In a separate matter, Sunshine Organics Greens Inc., a 144,000 square-foot greenhouse operation at 6030 Casitas Pass Road, “surrendered” its 12 provisional state licenses for cannabis cultivation to the California Department of Food and Agriculture on June 7, Ghizzoni told the board.

It was another first, he said; the county had previously notified the state agency that Sunshine Organics was not moving expeditiously through its zoning permit application process. Ghizzoni said the county also told state officials that the landowner had withdrawn his authorization for Sunshine Organics to grow cannabis there. 

County records show that Joseph Magazino, the Sunshine Organics operator, filed a lawsuit last year against Case Van Wingerden, the property owner; the suit is set for trial in Superior Court on June 15.

Illegal Expansion

Finally, on June 4, Ghizzoni told the board, the operators of Lion Eye LLC, a 12-acre outdoor cannabis operation at 7261 Domingos Road west of Buellton, withdrew a lawsuit they had filed against the county.
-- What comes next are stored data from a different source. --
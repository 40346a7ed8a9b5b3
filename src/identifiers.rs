//! Domain identifier types for persisted game records.

use std::{borrow::Borrow, fmt};

use serde::{Deserialize, Serialize};

/// Unique identifier for a persisted game record.
///
/// Record ids are millisecond-clock strings, which keeps them unique enough
/// for a single-user history list and naturally sortable by creation time.
#[derive(Debug, Clone, PartialEq, Eq, PartialOrd, Ord, Hash, Serialize, Deserialize)]
pub struct RecordId(String);

impl RecordId {
    /// Create a new record identifier.
    ///
    /// # Examples
    ///
    /// ```
    /// use parlor::identifiers::RecordId;
    ///
    /// let id = RecordId::new("1722470400000");
    /// assert_eq!(id.as_str(), "1722470400000");
    /// ```
    pub fn new(value: impl Into<String>) -> Self {
        Self(value.into())
    }

    /// Get the identifier as a string slice.
    pub fn as_str(&self) -> &str {
        &self.0
    }

    /// Convert the identifier into its inner String.
    pub fn into_inner(self) -> String {
        self.0
    }
}

impl fmt::Display for RecordId {
    fn fmt(&self, f: &mut fmt::Formatter<'_>) -> fmt::Result {
        write!(f, "{}", self.0)
    }
}

impl PartialEq<&str> for RecordId {
    fn eq(&self, other: &&str) -> bool {
        self.as_str() == *other
    }
}

impl PartialEq<RecordId> for &str {
    fn eq(&self, other: &RecordId) -> bool {
        *self == other.as_str()
    }
}

impl Borrow<str> for RecordId {
    fn borrow(&self) -> &str {
        self.as_str()
    }
}

impl From<String> for RecordId {
    fn from(s: String) -> Self {
        Self::new(s)
    }
}

impl From<&str> for RecordId {
    fn from(s: &str) -> Self {
        Self::new(s)
    }
}

impl AsRef<str> for RecordId {
    fn as_ref(&self) -> &str {
        self.as_str()
    }
}
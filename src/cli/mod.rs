//! CLI infrastructure for the parlor games toolkit
//!
//! This module provides the command-line interface for playing games
//! interactively and managing the persisted match history.

pub mod commands;
pub mod output;
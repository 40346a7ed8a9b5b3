//! JSON-file implementation of the record store.
//!
//! This adapter implements the [`RecordStore`] port with one pretty-printed
//! JSON file per store, the disk-side analog of the original browser
//! history kept under a per-game local-storage key.

use std::{
    fs::{self, File},
    io::{BufReader, BufWriter},
    path::{Path, PathBuf},
};

use tracing::instrument;

use crate::{
    Result, error::Error, identifiers::RecordId, ports::RecordStore, records::GameRecord,
    types::GameKind,
};

/// JSON-file-backed record store.
///
/// Records live newest-first in a single JSON array. Every operation reads
/// the whole file and rewrites it; the lists involved are short (a personal
/// game history), so simplicity wins over incremental IO. A missing file
/// reads as an empty history.
///
/// # Examples
///
/// ```no_run
/// use std::path::Path;
///
/// use parlor::adapters::JsonFileStore;
/// use parlor::ports::RecordStore;
/// use parlor::types::GameKind;
///
/// let store = JsonFileStore::for_game(Path::new("parlor-data"), GameKind::Othello);
/// for record in store.records()? {
///     println!("{}: {}", record.date, record.winner);
/// }
/// # Ok::<(), parlor::Error>(())
/// ```
#[derive(Debug, Clone)]
pub struct JsonFileStore {
    path: PathBuf,
}

impl JsonFileStore {
    /// Create a store backed by the given file path.
    pub fn new(path: impl Into<PathBuf>) -> Self {
        JsonFileStore { path: path.into() }
    }

    /// Create the store for a game's history inside `data_dir`, named after
    /// the game's storage key (e.g. `othello-history.json`).
    pub fn for_game(data_dir: &Path, game: GameKind) -> Self {
        Self::new(data_dir.join(format!("{}.json", game.storage_key())))
    }

    /// The file this store reads and writes.
    pub fn path(&self) -> &Path {
        &self.path
    }

    fn read_all(&self) -> Result<Vec<GameRecord>> {
        let file = match File::open(&self.path) {
            Ok(file) => file,
            Err(source) if source.kind() == std::io::ErrorKind::NotFound => {
                return Ok(Vec::new());
            }
            Err(source) => {
                return Err(Error::Io {
                    operation: format!("open records file {:?}", self.path),
                    source,
                });
            }
        };

        let records = serde_json::from_reader(BufReader::new(file))?;
        Ok(records)
    }

    fn write_all(&self, records: &[GameRecord]) -> Result<()> {
        if let Some(parent) = self.path.parent() {
            fs::create_dir_all(parent).map_err(|source| Error::Io {
                operation: format!("create records directory {parent:?}"),
                source,
            })?;
        }

        let file = File::create(&self.path).map_err(|source| Error::Io {
            operation: format!("create records file {:?}", self.path),
            source,
        })?;

        serde_json::to_writer_pretty(BufWriter::new(file), records)?;
        Ok(())
    }
}

impl RecordStore for JsonFileStore {
    #[instrument(level = "debug", skip(self, record), fields(path = ?self.path))]
    fn append(&self, record: GameRecord) -> Result<()> {
        let mut records = self.read_all()?;
        records.insert(0, record);
        self.write_all(&records)
    }

    #[instrument(level = "debug", skip(self), fields(path = ?self.path))]
    fn delete(&self, id: &RecordId) -> Result<bool> {
        let mut records = self.read_all()?;
        let before = records.len();
        records.retain(|record| record.id != *id);

        if records.len() == before {
            return Ok(false);
        }
        self.write_all(&records)?;
        Ok(true)
    }

    #[instrument(level = "debug", skip(self), fields(path = ?self.path))]
    fn clear(&self) -> Result<()> {
        self.write_all(&[])
    }

    fn records(&self) -> Result<Vec<GameRecord>> {
        self.read_all()
    }
}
Ruling in the case in March, Administrative Law Judge Eric Sawyer found that the Lion Eye owner, Elizabeth Story Long, and her agent, Stacey Wooten, had illegally installed 56 hoop houses in 2017 and expanded their cannabis cultivation into a small barn and Quonset hut, in violation of the county zoning ordinance. From a couple hundred marijuana plants in 2015, the operation had expanded to 8,000 plants.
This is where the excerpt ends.